(YOUR TASK) Lines to restate from the data below: from the one containing "pub const fn offset(mut" to the one containing "already present in", both included. Give them again exactly, and only them.

Dataset records:

::::::

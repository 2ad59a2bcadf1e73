//! SELECT statement builder.

use std::sync::Arc;

use crate::bind::Bind;
use crate::connection::{Connection, Result};
use crate::dialect::Dialect;
use crate::value::{Record, SqlValue};

/// A fluent SELECT builder bound to a connection.
///
/// WHERE fragments follow the trailing-operator convention: with
/// [`Select::where_bind`] the bound placeholder is appended after the
/// given fragment (`"status = "` becomes `"status = :_1_1_"`), while
/// [`Select::where_`] takes the fragment verbatim and assumes any named
/// placeholders in it were supplied via [`Select::bind_values`].
#[derive(Clone)]
pub struct Select {
    connection: Arc<dyn Connection>,
    dialect: Dialect,
    bind: Bind,
    distinct: bool,
    columns: Vec<String>,
    from: Vec<String>,
    joins: Vec<String>,
    where_parts: Vec<String>,
    group_by: Vec<String>,
    having: Vec<String>,
    order_by: Vec<String>,
    limit: Option<u64>,
    offset: Option<u64>,
    for_update: bool,
}

impl Select {
    /// Creates a new SELECT builder; the quoting dialect follows the
    /// connection's driver tag.
    #[must_use]
    pub fn new(connection: Arc<dyn Connection>) -> Self {
        let dialect = Dialect::from_driver(connection.driver_name());
        Self {
            connection,
            dialect,
            bind: Bind::new(),
            distinct: false,
            columns: vec![],
            from: vec![],
            joins: vec![],
            where_parts: vec![],
            group_by: vec![],
            having: vec![],
            order_by: vec![],
            limit: None,
            offset: None,
            for_update: false,
        }
    }

    /// The dialect in effect for this builder.
    #[must_use]
    pub const fn dialect(&self) -> Dialect {
        self.dialect
    }

    /// Quotes an identifier under this builder's dialect.
    #[must_use]
    pub fn quote_identifier(&self, name: &str) -> String {
        self.dialect.quote_identifier(name)
    }

    /// Sets DISTINCT.
    #[must_use]
    pub const fn distinct(mut self) -> Self {
        self.distinct = true;
        self
    }

    /// Adds columns to the select list. Column text is taken verbatim
    /// (expressions and aliases are allowed).
    #[must_use]
    pub fn columns(mut self, cols: &[&str]) -> Self {
        self.columns
            .extend(cols.iter().map(|col| String::from(*col)));
        self
    }

    /// Adds a table to the FROM clause; the name is dialect-quoted.
    #[must_use]
    pub fn from(mut self, table: &str) -> Self {
        self.from.push(self.dialect.quote_identifier(table));
        self
    }

    /// Adds an INNER JOIN; the table name is dialect-quoted, the
    /// condition is taken verbatim.
    #[must_use]
    pub fn join(mut self, table: &str, on: &str) -> Self {
        self.joins
            .push(format!("INNER JOIN {} ON {on}", self.dialect.quote_identifier(table)));
        self
    }

    /// Adds a LEFT JOIN.
    #[must_use]
    pub fn left_join(mut self, table: &str, on: &str) -> Self {
        self.joins
            .push(format!("LEFT JOIN {} ON {on}", self.dialect.quote_identifier(table)));
        self
    }

    /// ANDs a verbatim WHERE fragment.
    #[must_use]
    pub fn where_(mut self, cond: &str) -> Self {
        self.where_parts.push(String::from(cond));
        self
    }

    /// ANDs a WHERE fragment ending in an operator, appending an inline
    /// bound placeholder for the value.
    #[must_use]
    pub fn where_bind(mut self, cond: &str, value: impl Into<SqlValue>) -> Self {
        let placeholder = self.bind.inline(value);
        self.where_parts.push(format!("{cond}{placeholder}"));
        self
    }

    /// ORs a verbatim WHERE fragment.
    #[must_use]
    pub fn or_where(mut self, cond: &str) -> Self {
        if self.where_parts.is_empty() {
            self.where_parts.push(String::from(cond));
        } else {
            self.where_parts.push(format!("OR {cond}"));
        }
        self
    }

    /// ORs a WHERE fragment ending in an operator, appending an inline
    /// bound placeholder for the value.
    #[must_use]
    pub fn or_where_bind(mut self, cond: &str, value: impl Into<SqlValue>) -> Self {
        let placeholder = self.bind.inline(value);
        self.or_where(&format!("{cond}{placeholder}"))
    }

    /// Adds GROUP BY columns.
    #[must_use]
    pub fn group_by(mut self, cols: &[&str]) -> Self {
        self.group_by.extend(cols.iter().map(|col| String::from(*col)));
        self
    }

    /// ANDs a HAVING fragment.
    #[must_use]
    pub fn having(mut self, cond: &str) -> Self {
        self.having.push(String::from(cond));
        self
    }

    /// Adds ORDER BY expressions.
    #[must_use]
    pub fn order_by(mut self, cols: &[&str]) -> Self {
        self.order_by.extend(cols.iter().map(|col| String::from(*col)));
        self
    }

    /// Sets LIMIT.
    #[must_use]
    pub const fn limit(mut self, n: u64) -> Self {
        self.limit = Some(n);
        self
    }

    /// Sets OFFSET.
    #[must_use]
    pub const fn offset(mut self, n: u64) -> Self {
        self.offset = Some(n);
        self
    }

    /// Resets LIMIT and OFFSET.
    #[must_use]
    pub const fn clear_limit(mut self) -> Self {
        self.limit = None;
        self.offset = None;
        self
    }

    /// Appends FOR UPDATE.
    #[must_use]
    pub const fn for_update(mut self) -> Self {
        self.for_update = true;
        self
    }

    /// Replaces the select list. Used when re-purposing a built query,
    /// e.g. for a COUNT(*) over the same WHERE clause.
    #[must_use]
    pub fn reset_columns(mut self, cols: &[&str]) -> Self {
        self.columns = cols.iter().map(|col| String::from(*col)).collect();
        self
    }

    /// Merges named bind values for placeholders already present in
    /// WHERE/HAVING fragments.
    #[must_use]
    pub fn bind_values(mut self, values: Record) -> Self {
        self.bind.set_values(values);
        self
    }

    /// Stores one inline bind and returns its placeholder text.
    pub fn bind_inline(&mut self, value: impl Into<SqlValue>) -> String {
        self.bind.inline(value)
    }

    /// The accumulated bind values.
    #[must_use]
    pub const fn bind_record(&self) -> &Record {
        self.bind.to_record()
    }

    /// Renders the statement text.
    #[must_use]
    pub fn statement(&self) -> String {
        let mut sql = String::from("SELECT ");
        if self.distinct {
            sql.push_str("DISTINCT ");
        }
        if self.columns.is_empty() {
            sql.push('*');
        } else {
            sql.push_str(&self.columns.join(", "));
        }
        if !self.from.is_empty() {
            sql.push_str(" FROM ");
            sql.push_str(&self.from.join(", "));
        }
        for join in &self.joins {
            sql.push(' ');
            sql.push_str(join);
        }
        push_conditions(&mut sql, " WHERE ", &self.where_parts);
        if !self.group_by.is_empty() {
            sql.push_str(" GROUP BY ");
            sql.push_str(&self.group_by.join(", "));
        }
        push_conditions(&mut sql, " HAVING ", &self.having);
        if !self.order_by.is_empty() {
            sql.push_str(" ORDER BY ");
            sql.push_str(&self.order_by.join(", "));
        }
        if let Some(n) = self.limit {
            sql.push_str(&format!(" LIMIT {n}"));
        }
        if let Some(n) = self.offset {
            sql.push_str(&format!(" OFFSET {n}"));
        }
        if self.for_update {
            sql.push_str(" FOR UPDATE");
        }
        sql
    }

    /// Fetches all rows.
    pub fn fetch_all(&self) -> Result<Vec<Record>> {
        let statement = self.statement();
        tracing::debug!(statement = %statement, "fetch_all");
        self.connection.fetch_all(&statement, self.bind.to_record())
    }

    /// Fetches the first row, if any.
    pub fn fetch_one(&self) -> Result<Option<Record>> {
        let statement = self.statement();
        tracing::debug!(statement = %statement, "fetch_one");
        self.connection.fetch_one(&statement, self.bind.to_record())
    }

    /// Fetches the first column of every row.
    pub fn fetch_column(&self) -> Result<Vec<SqlValue>> {
        let statement = self.statement();
        self.connection
            .fetch_column(&statement, self.bind.to_record())
    }

    /// Fetches the first value of the first row, if any.
    pub fn fetch_value(&self) -> Result<Option<SqlValue>> {
        let statement = self.statement();
        self.connection
            .fetch_value(&statement, self.bind.to_record())
    }
}

/// Joins condition fragments under a clause keyword. Fragments carrying
/// their own `OR ` prefix are kept as-is; everything else is ANDed.
pub(crate) fn push_conditions(sql: &mut String, keyword: &str, parts: &[String]) {
    if parts.is_empty() {
        return;
    }
    sql.push_str(keyword);
    for (i, part) in parts.iter().enumerate() {
        if i > 0 {
            if part.starts_with("OR ") {
                sql.push(' ');
            } else {
                sql.push_str(" AND ");
            }
        }
        sql.push_str(part);
    }
}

::::::

(ANSWER AREA)
    pub const fn offset(mut self, n: u64) -> Self {
        self.offset = Some(n);
        self
    }

    /// Resets LIMIT and OFFSET.
    #[must_use]
    pub const fn clear_limit(mut self) -> Self {
        self.limit = None;
        self.offset = None;
        self
    }

    /// Appends FOR UPDATE.
    #[must_use]
    pub const fn for_update(mut self) -> Self {
        self.for_update = true;
        self
    }

    /// Replaces the select list. Used when re-purposing a built query,
    /// e.g. for a COUNT(*) over the same WHERE clause.
    #[must_use]
    pub fn reset_columns(mut self, cols: &[&str]) -> Self {
        self.columns = cols.iter().map(|col| String::from(*col)).collect();
        self
    }

    /// Merges named bind values for placeholders already present in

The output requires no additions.